The antiviral drug remdesivir, approved to treat hospitalized COVID-19 patients, can also prevent people from ending up in the hospital at all, if given early, according to a new randomized trial.
The problem is that the drug still has to be given as an IV infusion, which is hard to do before people are already in the hospital. But the result means that it is possible for antivirals to stop the disease early — and effective treatments for newly diagnosed patients may be on the horizon.
Antiviral drugs: Antivirals generally don’t kill viruses outright — instead, they interfere with their ability to replicate and infect cells. This can make it easier for the immune system to then clear the infection.
In October 2020, the FDA approved Gilead Sciences’ antiviral drug remdesivir to treat hospitalized patients with COVID-19 — making it the first (and, so far, only) fully approved COVID-19 treatment.
“These latest data show remdesivir’s potential to help high-risk patients recover.”
Robert L. Gottlieb
The challenge: Antiviral drugs are most effective when given soon after an infection takes hold, when slowing down the virus will make the biggest difference. But by the time a COVID-19 patient requires hospitalization, their infection is already advanced.

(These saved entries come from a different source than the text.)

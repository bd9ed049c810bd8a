//! The subset of `package.json` Strata reads.

use indexmap::IndexMap;
use serde::Deserialize;

/// Workspace declaration, either a bare list or the `{ "packages": [...] }` form.
#[derive(Debug, Clone, PartialEq, Eq, Deserialize)]
#[serde(untagged)]
pub enum Workspaces {
    List(Vec<String>),
    Object {
        #[serde(default)]
        packages: Vec<String>,
    },
}

impl Workspaces {
    pub fn patterns(&self) -> &[String] {
        match self {
            Workspaces::List(patterns) => patterns,
            Workspaces::Object { packages } => packages,
        }
    }
}

#[derive(Debug, Clone, Default, Deserialize)]
#[serde(rename_all = "camelCase")]
pub struct PackageJson {
    #[serde(default)]
    pub name: Option<String>,

    #[serde(default)]
    pub workspaces: Option<Workspaces>,

    #[serde(default)]
    pub dependencies: IndexMap<String, String>,

    #[serde(default)]
    pub dev_dependencies: IndexMap<String, String>,

    #[serde(default)]
    pub peer_dependencies: IndexMap<String, String>,

    /// Script source built into the output fields below
    #[serde(default)]
    pub lib: Option<String>,

    /// ESM output
    #[serde(default)]
    pub module: Option<String>,

    /// CommonJS output
    #[serde(default)]
    pub main: Option<String>,

    /// IIFE output. Only the string form is buildable; the object form
    /// (module replacement map) is ignored.
    #[serde(default)]
    pub browser: Option<serde_json::Value>,

    /// Style source
    #[serde(default)]
    pub style: Option<String>,
}

impl PackageJson {
    pub fn browser_path(&self) -> Option<&str> {
        self.browser.as_ref().and_then(serde_json::Value::as_str)
    }

    /// Every dependency declaration, runtime first.
    pub fn all_dependencies(&self) -> impl Iterator<Item = (&String, &String)> {
        self.dependencies
            .iter()
            .chain(self.dev_dependencies.iter())
            .chain(self.peer_dependencies.iter())
    }
}
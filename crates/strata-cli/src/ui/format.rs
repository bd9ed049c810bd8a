//! Formatting utilities for sizes, durations, and build summaries.

use console::Term;
use owo_colors::OwoColorize;
use std::time::Duration;

use super::{colors_enabled, is_quiet};

/// Format file size in human-readable format.
///
/// ```
/// use strata_cli::ui::format_size;
///
/// assert_eq!(format_size(0), "0 B");
/// assert_eq!(format_size(500), "500 B");
/// assert_eq!(format_size(1024), "1.00 KB");
/// assert_eq!(format_size(1_048_576), "1.00 MB");
/// ```
pub fn format_size(bytes: u64) -> String {
    const UNITS: &[&str] = &["B", "KB", "MB", "GB"];

    if bytes == 0 {
        return "0 B".to_string();
    }

    let mut size = bytes as f64;
    let mut unit_idx = 0;

    while size >= 1024.0 && unit_idx < UNITS.len() - 1 {
        size /= 1024.0;
        unit_idx += 1;
    }

    if unit_idx == 0 {
        format!("{} {}", size as u64, UNITS[unit_idx])
    } else {
        format!("{:.2} {}", size, UNITS[unit_idx])
    }
}

/// Format duration in human-readable format.
///
/// ```
/// use std::time::Duration;
/// use strata_cli::ui::format_duration;
///
/// assert_eq!(format_duration(Duration::from_millis(50)), "50ms");
/// assert_eq!(format_duration(Duration::from_millis(1500)), "1.50s");
/// assert_eq!(format_duration(Duration::from_secs(90)), "1m 30s");
/// ```
pub fn format_duration(duration: Duration) -> String {
    let total_ms = duration.as_millis();

    if total_ms < 1000 {
        format!("{}ms", total_ms)
    } else if total_ms < 60_000 {
        format!("{:.2}s", duration.as_secs_f64())
    } else {
        let secs = duration.as_secs();
        format!("{}m {}s", secs / 60, secs % 60)
    }
}

/// Print a table of `(bundle, bytes written, build time)` rows plus a total.
pub fn print_build_summary(entries: &[(String, u64, Duration)]) {
    if is_quiet() || entries.is_empty() {
        return;
    }

    let width = (Term::stderr().size().1 as usize).clamp(40, 80);
    let name_width = width.saturating_sub(24);

    if colors_enabled() {
        eprintln!("\n{}", "Build Summary".bold().underline());
    } else {
        eprintln!("\nBuild Summary");
    }
    eprintln!("{}", "─".repeat(width));

    for (name, size, duration) in entries {
        let name = truncate(name, name_width);
        eprintln!(
            "{:<name_width$} {:>10} {:>10}",
            name,
            format_size(*size),
            format_duration(*duration),
        );
    }

    let total_size: u64 = entries.iter().map(|(_, size, _)| size).sum();
    let longest = entries
        .iter()
        .map(|(_, _, d)| *d)
        .max()
        .unwrap_or_default();

    eprintln!("{}", "─".repeat(width));
    let total = format!(
        "{:<name_width$} {:>10} {:>10}",
        format!("{} bundles", entries.len()),
        format_size(total_size),
        format_duration(longest),
    );
    if colors_enabled() {
        eprintln!("{}", total.bold());
    } else {
        eprintln!("{total}");
    }
}

fn truncate(name: &str, max: usize) -> String {
    if name.chars().count() <= max || max < 2 {
        return name.to_string();
    }
    let tail: String = name
        .chars()
        .rev()
        .take(max - 1)
        .collect::<Vec<_>>()
        .into_iter()
        .rev()
        .collect();
    format!("…{tail}")
}

#[cfg(test)]
mod tests {
    use super::*;

    #[test]
    fn test_format_size() {
        assert_eq!(format_size(1023), "1023 B");
        assert_eq!(format_size(1536), "1.50 KB");
        assert_eq!(format_size(1_073_741_824), "1.00 GB");
    }

    #[test]
    fn test_format_duration() {
        assert_eq!(format_duration(Duration::from_millis(0)), "0ms");
        assert_eq!(format_duration(Duration::from_secs(2)), "2.00s");
        assert_eq!(format_duration(Duration::from_secs(125)), "2m 5s");
    }

    #[test]
    fn test_truncate_keeps_tail() {
        assert_eq!(truncate("packages/ui", 20), "packages/ui");
        assert_eq!(truncate("packages/ui/src/index.ts", 9), "…index.ts");
    }

    #[test]
    fn test_print_build_summary() {
        print_build_summary(&[
            ("@acme/ui (module)".to_string(), 15_234, Duration::from_millis(45)),
            ("@acme/ui (style)".to_string(), 2_048, Duration::from_millis(12)),
        ]);
    }
}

However, remdesivir must be delivered intravenously in a healthcare setting, usually once daily for three to 10 days, so the trials used to secure FDA approval were all of people who were already hospitalized — we don’t know what sort of effect it might have if administered earlier.
Gilead’s trial: More accurately, we didn’t know, but Gilead has now announced the results of a remdesivir trial involving nearly 600 non-hospitalized but high-risk COVID-19 patients.
For this trial, half of the patients received three daily doses of remdesivir, while the other half received a placebo. According to Gilead, the antiviral reduced hospitalizations by 87% and medical visits by 81%, compared to the placebo group.
“These latest data show remdesivir’s potential to help high-risk patients recover before they get sicker and stay out of the hospital altogether,” principal investigator Robert L. Gottlieb said.
The cold water: Gilead is submitting the data from the trial to the FDA, but even if the antiviral drug is approved for early treatment of high-risk COVID-19 patients, they’d still have to go to a hospital to receive treatment.
That means they’d have to have transportation to the hospital three days in a row and stay for the 30 to 120 minutes it takes to administer each dose. While in public, they could potentially spread the virus to people who aren’t sick.
A better COVID-19 treatment: More exciting than the fact that remdesivir appears effective earlier in an COVID-19 infection, then, might be the evidence that an antiviral does work against less severe cases.
There are already several oral COVID-19 antiviral drugs in development. If any of those prove as effective as Gilead’s intravenous drug, they’d be far easier to administer — patients could just pick up pills at a pharmacy, avoiding the needles and hassle of hospital visits.